MATERIAL SHOWN ▸
*** Begin section ***

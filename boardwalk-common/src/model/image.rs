use crate::model::{Id, post::PostMarker};
use serde::Serialize;

#[derive(Copy, Clone, Eq, PartialEq, Ord, PartialOrd, Debug, Default, Hash)]
pub struct ImageMarker;

/// An attached image. `image` and `thumb` are paths relative to the media root
/// until the API layer turns them into URLs.
#[derive(Clone, Eq, PartialEq, Debug, Default, Hash, Serialize)]
pub struct Image {
    #[serde(skip)]
    pub id: Id<ImageMarker>,
    #[serde(skip)]
    pub post_id: Id<PostMarker>,
    pub image: String,
    pub thumb: String,
}

#[derive(Clone, Eq, PartialEq, Debug, Default, Hash)]
pub struct CreateImage {
    pub image: String,
    pub thumb: String,
}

*** End section ***

ACTION ITEM ▸ Retype each record, matching it exactly.

EXPECTED OUTPUT ▸
filename boardwalk-common/src/model/image.rs
use crate::model::{Id, post::PostMarker};
use serde::Serialize;

#[derive(Copy, Clone, Eq, PartialEq, Ord, PartialOrd, Debug, Default, Hash)]
pub struct ImageMarker;

/// An attached image. `image` and `thumb` are paths relative to the media root
/// until the API layer turns them into URLs.
#[derive(Clone, Eq, PartialEq, Debug, Default, Hash, Serialize)]
pub struct Image {
    #[serde(skip)]
    pub id: Id<ImageMarker>,
    #[serde(skip)]
    pub post_id: Id<PostMarker>,
    pub image: String,
    pub thumb: String,
}

#[derive(Clone, Eq, PartialEq, Debug, Default, Hash)]
pub struct CreateImage {
    pub image: String,
    pub thumb: String,
}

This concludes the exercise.